**TASK PROMPT**
From the first line of the data below through the line holding "async mutex whose", write out each line exactly as it stands.

[EXERCISE DATA Boundary: Start]

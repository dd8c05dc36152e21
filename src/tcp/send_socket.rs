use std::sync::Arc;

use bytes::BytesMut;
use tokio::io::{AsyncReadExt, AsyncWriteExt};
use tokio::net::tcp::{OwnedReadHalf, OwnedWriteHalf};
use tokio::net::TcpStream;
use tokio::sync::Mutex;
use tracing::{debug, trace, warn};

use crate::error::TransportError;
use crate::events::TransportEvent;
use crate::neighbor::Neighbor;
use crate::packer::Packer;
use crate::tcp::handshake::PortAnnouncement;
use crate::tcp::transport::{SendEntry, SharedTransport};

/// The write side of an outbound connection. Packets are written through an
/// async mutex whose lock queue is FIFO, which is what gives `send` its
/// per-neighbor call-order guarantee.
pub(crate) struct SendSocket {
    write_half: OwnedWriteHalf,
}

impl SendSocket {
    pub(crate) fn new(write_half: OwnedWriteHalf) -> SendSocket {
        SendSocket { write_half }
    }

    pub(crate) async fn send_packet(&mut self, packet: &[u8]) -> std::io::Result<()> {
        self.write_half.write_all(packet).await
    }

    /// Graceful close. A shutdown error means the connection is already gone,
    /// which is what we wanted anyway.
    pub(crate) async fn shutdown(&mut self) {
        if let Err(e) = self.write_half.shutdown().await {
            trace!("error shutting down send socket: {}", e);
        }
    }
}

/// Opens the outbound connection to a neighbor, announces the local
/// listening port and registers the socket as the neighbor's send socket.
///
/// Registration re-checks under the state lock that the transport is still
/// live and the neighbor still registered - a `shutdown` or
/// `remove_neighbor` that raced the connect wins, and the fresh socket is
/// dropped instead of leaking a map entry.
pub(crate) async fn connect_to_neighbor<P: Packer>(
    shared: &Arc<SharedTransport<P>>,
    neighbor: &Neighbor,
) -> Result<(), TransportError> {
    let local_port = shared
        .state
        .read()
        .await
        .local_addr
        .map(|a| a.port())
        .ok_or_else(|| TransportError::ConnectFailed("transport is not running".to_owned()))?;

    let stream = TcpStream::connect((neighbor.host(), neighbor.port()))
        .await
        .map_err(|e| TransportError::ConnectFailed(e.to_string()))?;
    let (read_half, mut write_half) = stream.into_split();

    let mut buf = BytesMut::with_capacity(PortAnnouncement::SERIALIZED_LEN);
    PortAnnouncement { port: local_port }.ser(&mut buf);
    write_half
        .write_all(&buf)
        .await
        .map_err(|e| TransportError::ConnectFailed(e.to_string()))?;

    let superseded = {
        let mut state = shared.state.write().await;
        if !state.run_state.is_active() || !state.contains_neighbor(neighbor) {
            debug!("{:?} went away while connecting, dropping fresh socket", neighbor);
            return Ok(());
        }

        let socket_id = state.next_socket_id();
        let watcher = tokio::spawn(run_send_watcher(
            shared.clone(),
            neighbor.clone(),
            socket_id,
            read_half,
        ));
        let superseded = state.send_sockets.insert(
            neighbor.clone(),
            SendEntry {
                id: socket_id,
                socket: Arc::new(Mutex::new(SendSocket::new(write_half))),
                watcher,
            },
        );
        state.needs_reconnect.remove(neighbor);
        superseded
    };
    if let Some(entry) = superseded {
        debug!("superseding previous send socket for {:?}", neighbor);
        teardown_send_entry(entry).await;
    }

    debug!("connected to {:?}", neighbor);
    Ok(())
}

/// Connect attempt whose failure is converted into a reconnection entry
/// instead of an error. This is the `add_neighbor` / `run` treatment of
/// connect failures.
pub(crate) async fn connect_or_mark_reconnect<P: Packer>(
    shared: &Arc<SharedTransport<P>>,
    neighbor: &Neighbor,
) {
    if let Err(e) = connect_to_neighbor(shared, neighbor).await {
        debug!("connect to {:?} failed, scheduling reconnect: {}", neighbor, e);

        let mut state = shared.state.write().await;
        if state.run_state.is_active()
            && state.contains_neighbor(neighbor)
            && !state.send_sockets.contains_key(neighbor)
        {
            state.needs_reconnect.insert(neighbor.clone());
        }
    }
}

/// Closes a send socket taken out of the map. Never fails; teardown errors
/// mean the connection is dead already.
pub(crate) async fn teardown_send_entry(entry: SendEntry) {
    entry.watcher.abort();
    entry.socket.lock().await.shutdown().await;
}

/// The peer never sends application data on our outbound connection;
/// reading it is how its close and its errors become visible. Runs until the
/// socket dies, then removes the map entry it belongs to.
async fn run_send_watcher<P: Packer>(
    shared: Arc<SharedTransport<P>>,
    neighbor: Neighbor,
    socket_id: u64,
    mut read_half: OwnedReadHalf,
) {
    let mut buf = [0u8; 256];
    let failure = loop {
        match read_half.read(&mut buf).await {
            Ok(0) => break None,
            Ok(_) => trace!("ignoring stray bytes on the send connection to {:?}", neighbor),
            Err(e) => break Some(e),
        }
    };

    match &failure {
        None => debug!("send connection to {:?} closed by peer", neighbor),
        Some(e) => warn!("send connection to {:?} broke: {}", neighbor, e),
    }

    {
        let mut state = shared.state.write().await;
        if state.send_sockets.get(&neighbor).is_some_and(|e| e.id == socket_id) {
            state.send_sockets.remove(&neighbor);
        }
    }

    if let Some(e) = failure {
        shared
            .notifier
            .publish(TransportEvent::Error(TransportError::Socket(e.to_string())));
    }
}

[EXERCISE DATA Boundary: End]

**RESPONSE FOR THIS EXERCISE**
repository dd8c05dc36152e21
filename src/tcp/send_socket.rs
use std::sync::Arc;

use bytes::BytesMut;
use tokio::io::{AsyncReadExt, AsyncWriteExt};
use tokio::net::tcp::{OwnedReadHalf, OwnedWriteHalf};
use tokio::net::TcpStream;
use tokio::sync::Mutex;
use tracing::{debug, trace, warn};

use crate::error::TransportError;
use crate::events::TransportEvent;
use crate::neighbor::Neighbor;
use crate::packer::Packer;
use crate::tcp::handshake::PortAnnouncement;
use crate::tcp::transport::{SendEntry, SharedTransport};

/// The write side of an outbound connection. Packets are written through an
/// async mutex whose lock queue is FIFO, which is what gives `send` its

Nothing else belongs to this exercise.